State Ag Commissioner Mike Strain says California can pass whatever law they want, but saying that their standards should apply to all eggs shipped into the state violates the Commerce clause of the U.S. Constitution.
“Then any state could set up a set of parameters that either one, it’s just their rules or something that other states simply cannot do.”
Strain says California’s 2015 law which requires hens in cages to spend most of their day in large enough spaces so they can lay down and turn around is a standard that has nothing to do with bio security or health safety. Strain says, at the end of the day, this would inhibit the free flow of products across state lines.
“It’s exactly why we have the commerce clause so that we can have orderly commerce and you’re not allowed to block product to moving from one state to another unless there is a disease threat.”

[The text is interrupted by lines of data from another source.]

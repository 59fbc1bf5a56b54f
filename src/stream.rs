//! Worker lifecycle shared by the receive, sweep, and transmit engines.
//!
//! Each active stream is one dedicated OS thread driving a transport stream.
//! The session keeps a [`StreamHandle`]; the worker publishes its fate
//! through [`StreamShared`] so `is_streaming` can answer without joining.

use std::sync::Arc;
use std::sync::atomic::{AtomicBool, AtomicI32, Ordering};
use std::thread::JoinHandle;

use tracing::{debug, error};

use crate::error::{Error, ResultCode};
use crate::transport::StreamCanceller;

/// What a streaming callback wants to happen next.
#[derive(Clone, Copy, Debug, PartialEq, Eq)]
pub enum StreamControl {
    /// Keep the stream running.
    Continue,
    /// Wind the stream down. The session will afterwards report
    /// [`StreamingExitCalled`][crate::Error::StreamingExitCalled] until the
    /// stream is stopped.
    Stop,
}

#[derive(Clone, Copy, Debug, PartialEq, Eq)]
pub(crate) enum Direction {
    Rx,
    Sweep,
    Tx,
}

impl Direction {
    fn thread_name(self) -> &'static str {
        match self {
            Direction::Rx => "hackrf-rx",
            Direction::Sweep => "hackrf-sweep",
            Direction::Tx => "hackrf-tx",
        }
    }
}

/// How a worker finished.
#[derive(Debug)]
pub(crate) enum StreamEnd {
    /// The session asked it to stop.
    Stopped,
    /// A callback returned [`StreamControl::Stop`].
    ExitCalled,
    /// The transmit source ran out of data and the tail was flushed.
    SourceDrained,
    /// The transport failed mid-stream.
    Fault(Error),
}

impl StreamEnd {
    fn code(&self) -> ResultCode {
        match self {
            StreamEnd::Stopped | StreamEnd::SourceDrained => ResultCode::StreamingStopped,
            StreamEnd::ExitCalled => ResultCode::StreamingExitCalled,
            StreamEnd::Fault(_) => ResultCode::StreamingThreadErr,
        }
    }
}

/// Flags shared between a worker and its session.
pub(crate) struct StreamShared {
    stop: AtomicBool,
    running: AtomicBool,
    verdict: AtomicI32,
}

impl StreamShared {
    pub(crate) fn new() -> Arc<Self> {
        Arc::new(StreamShared {
            stop: AtomicBool::new(false),
            running: AtomicBool::new(true),
            verdict: AtomicI32::new(ResultCode::Success.code()),
        })
    }

    pub(crate) fn stop_requested(&self) -> bool {
        self.stop.load(Ordering::Acquire)
    }

    fn request_stop(&self) {
        self.stop.store(true, Ordering::Release);
    }

    pub(crate) fn is_running(&self) -> bool {
        self.running.load(Ordering::Acquire)
    }

    // Verdict goes in before the running flag comes down, so a reader that
    // sees running == false always sees the final code.
    fn finish(&self, code: ResultCode) {
        self.verdict.store(code.code(), Ordering::Release);
        self.running.store(false, Ordering::Release);
    }

    fn verdict(&self) -> ResultCode {
        ResultCode::from_code(self.verdict.load(Ordering::Acquire))
            .unwrap_or(ResultCode::StreamingThreadErr)
    }
}

/// Session-side handle to a running worker.
pub(crate) struct StreamHandle {
    direction: Direction,
    shared: Arc<StreamShared>,
    canceller: Box<dyn StreamCanceller>,
    join: Option<JoinHandle<StreamEnd>>,
}

impl StreamHandle {
    pub(crate) fn direction(&self) -> Direction {
        self.direction
    }

    pub(crate) fn is_running(&self) -> bool {
        self.shared.is_running()
    }

    /// Why the worker ended, or `None` while it is still going.
    pub(crate) fn verdict(&self) -> Option<ResultCode> {
        if self.shared.is_running() {
            None
        } else {
            Some(self.shared.verdict())
        }
    }

    /// Signal the worker, wake it out of any transport wait, and join it.
    pub(crate) fn stop(mut self) -> StreamEnd {
        self.shared.request_stop();
        self.canceller.cancel();
        self.join_inner()
    }

    /// Join a worker that already ended on its own.
    pub(crate) fn reap(mut self) -> StreamEnd {
        self.join_inner()
    }

    fn join_inner(&mut self) -> StreamEnd {
        match self.join.take() {
            // A Join error means the worker panicked, most likely inside a
            // user callback.
            Some(handle) => handle
                .join()
                .unwrap_or(StreamEnd::Fault(Error::StreamingThread)),
            None => StreamEnd::Stopped,
        }
    }
}

impl Drop for StreamHandle {
    fn drop(&mut self) {
        if self.join.is_some() {
            self.shared.request_stop();
            self.canceller.cancel();
            let _ = self.join_inner();
        }
    }
}

/// Spawn a named worker thread running `body` and wrap it in a handle.
///
/// `body` gets the shared flags and must poll
/// [`stop_requested`][StreamShared::stop_requested] between blocks.
pub(crate) fn spawn_worker(
    direction: Direction,
    canceller: Box<dyn StreamCanceller>,
    body: impl FnOnce(&StreamShared) -> StreamEnd + Send + 'static,
) -> Result<StreamHandle, Error> {
    let shared = StreamShared::new();
    let worker_shared = shared.clone();
    let join = std::thread::Builder::new()
        .name(direction.thread_name().into())
        .spawn(move || {
            debug!(?direction, "stream worker started");
            let end = body(&worker_shared);
            match &end {
                StreamEnd::Fault(err) => error!(?direction, %err, "stream worker failed"),
                end => debug!(?direction, ?end, "stream worker finished"),
            }
            worker_shared.finish(end.code());
            end
        })
        .map_err(Error::ThreadSetup)?;
    Ok(StreamHandle {
        direction,
        shared,
        canceller,
        join: Some(join),
    })
}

A suit is being filed by Missouri on behalf of 12 states claiming that since California’s law took effect, it has cost consumers nationwide up to $350 million dollars annually because of higher egg prices. Strain says under California’s requirements, eggs run $2.50 a dozen, when a standard dozen of eggs costs 99 cents. He says Louisiana is 100% on board with the suit.
“Because this is a test, again, of the commerce clause of the Constitution and that’s why it is headed to the U.S. Supreme Court.”